Contribution of marine macrophytes to pCO2 and DOC variations in human-impacted coastal waters

Abstract

AbstractCarbon cycles in coastal waters are highly sensitive to human activities and play important roles in global carbon budgets. CO2 sink–source behavior is regulated by spatiotemporal variations in net biological productivity, but the contribution of macrophyte habitats including macroalgae aquaculture to atmospheric CO2 removal has not been well quantified. We investigated the variations in the carbonate system and dissolved organic carbon (DOC) in human-impacted macrophyte habitats and analyzed the biogeochemical drivers for the variations of these processes. Cultivated macroalgal metabolism (photosynthesis, respiration, calcification, and DOC release) was quantified by in situ field-bag experiments.
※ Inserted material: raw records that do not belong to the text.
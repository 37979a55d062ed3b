#![deny(
    unsafe_code,
    missing_docs,
    dead_code,
    unused_results,
    non_snake_case,
    unreachable_pub
)]

//! Core contracts shared across the Basecamp Defence simulation.
//!
//! This crate defines the vocabulary that connects the spatial collaborator,
//! the gameplay systems, and the session that drives them. The collaborator is
//! consumed exclusively through the [`Spatial`] and [`Scheduler`] traits. Systems
//! never reach into each other; they observe the world through narrow query
//! capabilities ([`PlayerQuery`], [`BasecampQuery`], [`Ledger`],
//! [`EnemyRoster`]) and report what happened by appending [`Event`] values to
//! an output buffer owned by the caller.

mod config;
mod engine;
mod queries;

use std::time::Duration;

pub use glam::Vec2;

pub use config::{
    BasecampConfig, ConfigError, EconomyConfig, GameConfig, PlayerConfig, ProjectileConfig,
    SceneryConfig, SlimeConfig, SpawnerConfig, TowerConfig, WorldConfig,
};
pub use engine::{Engine, Scheduler, Spatial};
pub use queries::{BasecampQuery, DoorSighting, EnemyRoster, Ledger, PlayerQuery};

/// Canonical banner emitted when the experience boots.
pub const WELCOME_BANNER: &str = "Welcome to Basecamp Defence.";

/// Opaque reference to a positioned, collidable object owned by the collaborator.
#[derive(Clone, Copy, Debug, PartialEq, Eq, Hash, PartialOrd, Ord)]
pub struct BodyHandle(u32);

impl BodyHandle {
    /// Creates a new body handle with the provided numeric value.
    #[must_use]
    pub const fn new(value: u32) -> Self {
        Self(value)
    }

    /// Retrieves the numeric representation of the handle.
    #[must_use]
    pub const fn get(&self) -> u32 {
        self.0
    }
}

/// Handle to a timer armed on the [`Scheduler`].
#[derive(Clone, Copy, Debug, PartialEq, Eq, Hash, PartialOrd, Ord)]
pub struct TimerHandle(u32);

impl TimerHandle {
    /// Creates a new timer handle with the provided numeric value.
    #[must_use]
    pub const fn new(value: u32) -> Self {
        Self(value)
    }

    /// Retrieves the numeric representation of the handle.
    #[must_use]
    pub const fn get(&self) -> u32 {
        self.0
    }
}

/// Unique identifier assigned to a tower.
#[derive(Clone, Copy, Debug, PartialEq, Eq, Hash, PartialOrd, Ord)]
pub struct TowerId(u32);

impl TowerId {
    /// Creates a new tower identifier with the provided numeric value.
    #[must_use]
    pub const fn new(value: u32) -> Self {
        Self(value)
    }

    /// Retrieves the numeric representation of the tower identifier.
    #[must_use]
    pub const fn get(&self) -> u32 {
        self.0
    }
}

/// Mobility class of a body.
#[derive(Clone, Copy, Debug, PartialEq, Eq, Hash)]
pub enum BodyKind {
    /// Body integrates its velocity every physics step and can be pushed apart.
    Mobile,
    /// Body never moves once created.
    Static,
}

/// Named collections of bodies used for collider and overlap registration.
#[derive(Clone, Copy, Debug, PartialEq, Eq, Hash, PartialOrd, Ord)]
pub enum PhysicsGroup {
    /// The single player body.
    Player,
    /// Every live slime.
    Enemies,
    /// Scenery trees.
    Trees,
    /// Scenery rocks.
    Rocks,
    /// Basecamp wall segments.
    Walls,
    /// Basecamp doors.
    Doors,
    /// Chicken pickups.
    Chickens,
    /// Unbuilt tower build spots.
    BuildSpots,
    /// Constructed towers.
    Towers,
    /// Tower projectiles in flight.
    Projectiles,
}

/// Colour multiplier applied to a body's view.
#[derive(Clone, Copy, Debug, PartialEq, Eq, Hash)]
pub struct Tint {
    red: u8,
    green: u8,
    blue: u8,
}

impl Tint {
    /// Tint used to flash an entity that just took damage.
    pub const DAMAGE_FLASH: Tint = Tint::from_rgb(0xff, 0x00, 0x00);

    /// Creates a new tint from byte RGB components.
    #[must_use]
    pub const fn from_rgb(red: u8, green: u8, blue: u8) -> Self {
        Self { red, green, blue }
    }

    /// Red component of the tint.
    #[must_use]
    pub const fn red(&self) -> u8 {
        self.red
    }

    /// Green component of the tint.
    #[must_use]
    pub const fn green(&self) -> u8 {
        self.green
    }

    /// Blue component of the tint.
    #[must_use]
    pub const fn blue(&self) -> u8 {
        self.blue
    }
}

/// Cardinal facing derived from the dominant axis of a vector.
#[derive(Clone, Copy, Debug, PartialEq, Eq, Hash)]
pub enum Facing {
    /// Toward decreasing y.
    Up,
    /// Toward increasing y.
    Down,
    /// Toward decreasing x.
    Left,
    /// Toward increasing x.
    Right,
}

impl Facing {
    /// Resolves the facing of a vector by its dominant axis.
    ///
    /// Horizontal wins only when strictly dominant, so diagonals face
    /// vertically. A zero vector has no facing.
    #[must_use]
    pub fn from_vector(vector: Vec2) -> Option<Self> {
        if vector == Vec2::ZERO {
            return None;
        }

        if vector.x.abs() > vector.y.abs() {
            if vector.x > 0.0 {
                Some(Self::Right)
            } else {
                Some(Self::Left)
            }
        } else if vector.y > 0.0 {
            Some(Self::Down)
        } else {
            Some(Self::Up)
        }
    }

    /// Lower-case name used to build animation keys.
    #[must_use]
    pub const fn label(self) -> &'static str {
        match self {
            Self::Up => "up",
            Self::Down => "down",
            Self::Left => "left",
            Self::Right => "right",
        }
    }
}

/// Non-negative hit point pool.
#[derive(Clone, Copy, Debug, PartialEq, Eq, Hash)]
pub struct Health {
    current: u32,
    max: u32,
}

impl Health {
    /// Creates a full pool holding `max` hit points.
    #[must_use]
    pub const fn new(max: u32) -> Self {
        Self { current: max, max }
    }

    /// Remaining hit points.
    #[must_use]
    pub const fn current(&self) -> u32 {
        self.current
    }

    /// Hit points of a full pool.
    #[must_use]
    pub const fn max(&self) -> u32 {
        self.max
    }

    /// Reports whether the pool has been emptied.
    #[must_use]
    pub const fn is_depleted(&self) -> bool {
        self.current == 0
    }

    /// Removes `amount` hit points, clamping at zero, and returns the remainder.
    pub fn apply_damage(&mut self, amount: u32) -> u32 {
        self.current = self.current.saturating_sub(amount);
        self.current
    }

    /// Remaining share of the pool in `0.0..=1.0`.
    #[must_use]
    pub fn fraction(&self) -> f32 {
        if self.max == 0 {
            return 0.0;
        }
        self.current as f32 / self.max as f32
    }
}

/// Footprint of the walled basecamp.
#[derive(Clone, Copy, Debug, PartialEq)]
pub struct BasecampDimensions {
    /// Centre of the camp.
    pub center: Vec2,
    /// Outer width including walls.
    pub width: f32,
    /// Outer height including walls.
    pub height: f32,
}

impl BasecampDimensions {
    /// Half of the outer width and height.
    #[must_use]
    pub fn half_extents(&self) -> Vec2 {
        Vec2::new(self.width, self.height) * 0.5
    }

    /// Reports whether `point` lies inside the footprint grown by `padding` on every side.
    #[must_use]
    pub fn contains_padded(&self, point: Vec2, padding: f32) -> bool {
        let reach = self.half_extents() + Vec2::splat(padding);
        let delta = (point - self.center).abs();
        delta.x <= reach.x && delta.y <= reach.y
    }
}

/// What a slime is currently pursuing.
#[derive(Clone, Copy, Debug, Default, PartialEq, Eq, Hash)]
pub enum Target {
    /// Nothing to pursue.
    #[default]
    None,
    /// The player body.
    Player(BodyHandle),
    /// A basecamp door body.
    Door(BodyHandle),
}

impl Target {
    /// Body referenced by the target, if any.
    #[must_use]
    pub const fn body(&self) -> Option<BodyHandle> {
        match self {
            Self::None => None,
            Self::Player(body) | Self::Door(body) => Some(*body),
        }
    }
}

/// Deferred work armed on the [`Scheduler`].
///
/// Tasks that name an owner are discarded by the scheduler when the owner's
/// body is no longer active at the moment the task falls due.
#[derive(Clone, Copy, Debug, PartialEq, Eq, Hash)]
pub enum Task {
    /// Spawn the next slime group.
    SpawnSlimeGroup,
    /// Raise the number of slimes per group.
    IncreaseDifficulty,
    /// Land the delayed hit of a slime attack.
    SlimeStrike {
        /// Attacking slime.
        slime: BodyHandle,
    },
    /// Remove the damage flash tint from a body.
    ClearFlash {
        /// Flashed body.
        body: BodyHandle,
    },
    /// Destroy a projectile that reached the end of its lifespan.
    ExpireProjectile {
        /// Expiring projectile.
        projectile: BodyHandle,
    },
    /// Safety timeout that completes a player attack if the animation never reports back.
    FinishPlayerAttack {
        /// Attacking player.
        player: BodyHandle,
        /// Attack sequence number the timeout belongs to.
        sequence: u32,
    },
}

impl Task {
    /// Body whose liveness gates the task, if any.
    #[must_use]
    pub const fn owner(&self) -> Option<BodyHandle> {
        match self {
            Self::SpawnSlimeGroup | Self::IncreaseDifficulty => None,
            Self::SlimeStrike { slime } => Some(*slime),
            Self::ClearFlash { body } => Some(*body),
            Self::ExpireProjectile { projectile } => Some(*projectile),
            Self::FinishPlayerAttack { player, .. } => Some(*player),
        }
    }
}

/// Intersection between two bodies of a registered overlap pair.
#[derive(Clone, Copy, Debug, PartialEq, Eq, Hash)]
pub struct Overlap {
    /// Group pair the overlap was registered for, in registration order.
    pub groups: (PhysicsGroup, PhysicsGroup),
    /// Body belonging to the first group.
    pub first: BodyHandle,
    /// Body belonging to the second group.
    pub second: BodyHandle,
}

/// Cursor key state delivered by the shell.
#[derive(Clone, Copy, Debug, Default, PartialEq, Eq, Hash)]
pub struct CursorKeys {
    /// Left arrow held.
    pub left: bool,
    /// Right arrow held.
    pub right: bool,
    /// Up arrow held.
    pub up: bool,
    /// Down arrow held.
    pub down: bool,
}

/// Movement input captured by the shell for a single tick.
#[derive(Clone, Copy, Debug, Default, PartialEq)]
pub struct ControlInput {
    /// Virtual joystick deflection; zero when the joystick is released.
    pub joystick: Vec2,
    /// Keyboard state, consulted only while the joystick is released.
    pub keys: CursorKeys,
}

impl ControlInput {
    /// Input that requests no movement.
    #[must_use]
    pub fn idle() -> Self {
        Self::default()
    }

    /// Input that steers the joystick toward `direction`.
    #[must_use]
    pub fn toward(direction: Vec2) -> Self {
        Self {
            joystick: direction,
            keys: CursorKeys::default(),
        }
    }
}

/// Events broadcast by systems after mutating gameplay state.
#[derive(Clone, Debug, PartialEq)]
pub enum Event {
    /// The player's melee swing landed on a body; resolved by the enemy manager.
    PlayerAttack {
        /// Body the player swung at.
        target: BodyHandle,
    },
    /// The player lost hit points.
    PlayerDamaged {
        /// Hit points removed.
        amount: u32,
        /// Hit points left afterwards.
        remaining: u32,
    },
    /// A slime entered the world.
    SlimeSpawned {
        /// Body of the new slime.
        slime: BodyHandle,
        /// Spawn position.
        at: Vec2,
    },
    /// A slime died; a chicken must be dropped where it fell.
    SlimeDied {
        /// Body of the dead slime.
        slime: BodyHandle,
        /// Last known position.
        at: Vec2,
    },
    /// The spawner grew its group size.
    DifficultyIncreased {
        /// New number of slimes per group.
        slimes_per_spawn: u32,
    },
    /// A door lost hit points.
    DoorDamaged {
        /// Damaged door.
        door: BodyHandle,
        /// Hit points left afterwards.
        remaining: u32,
    },
    /// A door broke and no longer blocks movement.
    DoorDestroyed {
        /// Broken door.
        door: BodyHandle,
    },
    /// A chicken pickup appeared.
    ChickenDropped {
        /// Body of the pickup.
        chicken: BodyHandle,
        /// Drop position.
        at: Vec2,
    },
    /// The player collected a chicken.
    ChickenCollected {
        /// Body of the collected pickup.
        chicken: BodyHandle,
        /// Ledger balance after crediting the pickup.
        balance: u32,
    },
    /// A tower was purchased at a build spot.
    TowerBuilt {
        /// Identifier allocated to the tower.
        tower: TowerId,
        /// Tower position.
        at: Vec2,
    },
    /// A tower launched a projectile.
    ProjectileFired {
        /// Firing tower.
        tower: TowerId,
        /// Body of the projectile.
        projectile: BodyHandle,
    },
}

/// Converts a duration to fractional seconds for velocity integration.
#[must_use]
pub fn seconds(duration: Duration) -> f32 {
    duration.as_secs_f32()
}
Cultivated macroalgae took up dissolved inorganic carbon (DIC) (16.2–439 mmol-C m−2 day−1) and released DOC (1.2–146 mmol-C m−2 day−1). We estimated that seagrass beds and macroalgae farming contributed 0.8 and 0.4 mmol-C m−2 day−1 of the in situ total CO2 removal (5.7 and 6.7 mmol-C m−2 day−1, respectively) during their growing period in a semi-enclosed embayment but efficient water exchange (i.e., short residence time) in an open coastal area precluded detection of the contribution of macrophyte habitats to the CO2 removal. Although hydrological processes, biological metabolism, and organic carbon storage processes would contribute to the net CO2 sink–source behavior, our analyses distinguished the contribution of macrophytes from other factors. Our findings imply that macroalgae farming, in addition to restoring and creating macrophyte habitats, has potential for atmospheric CO2 removal.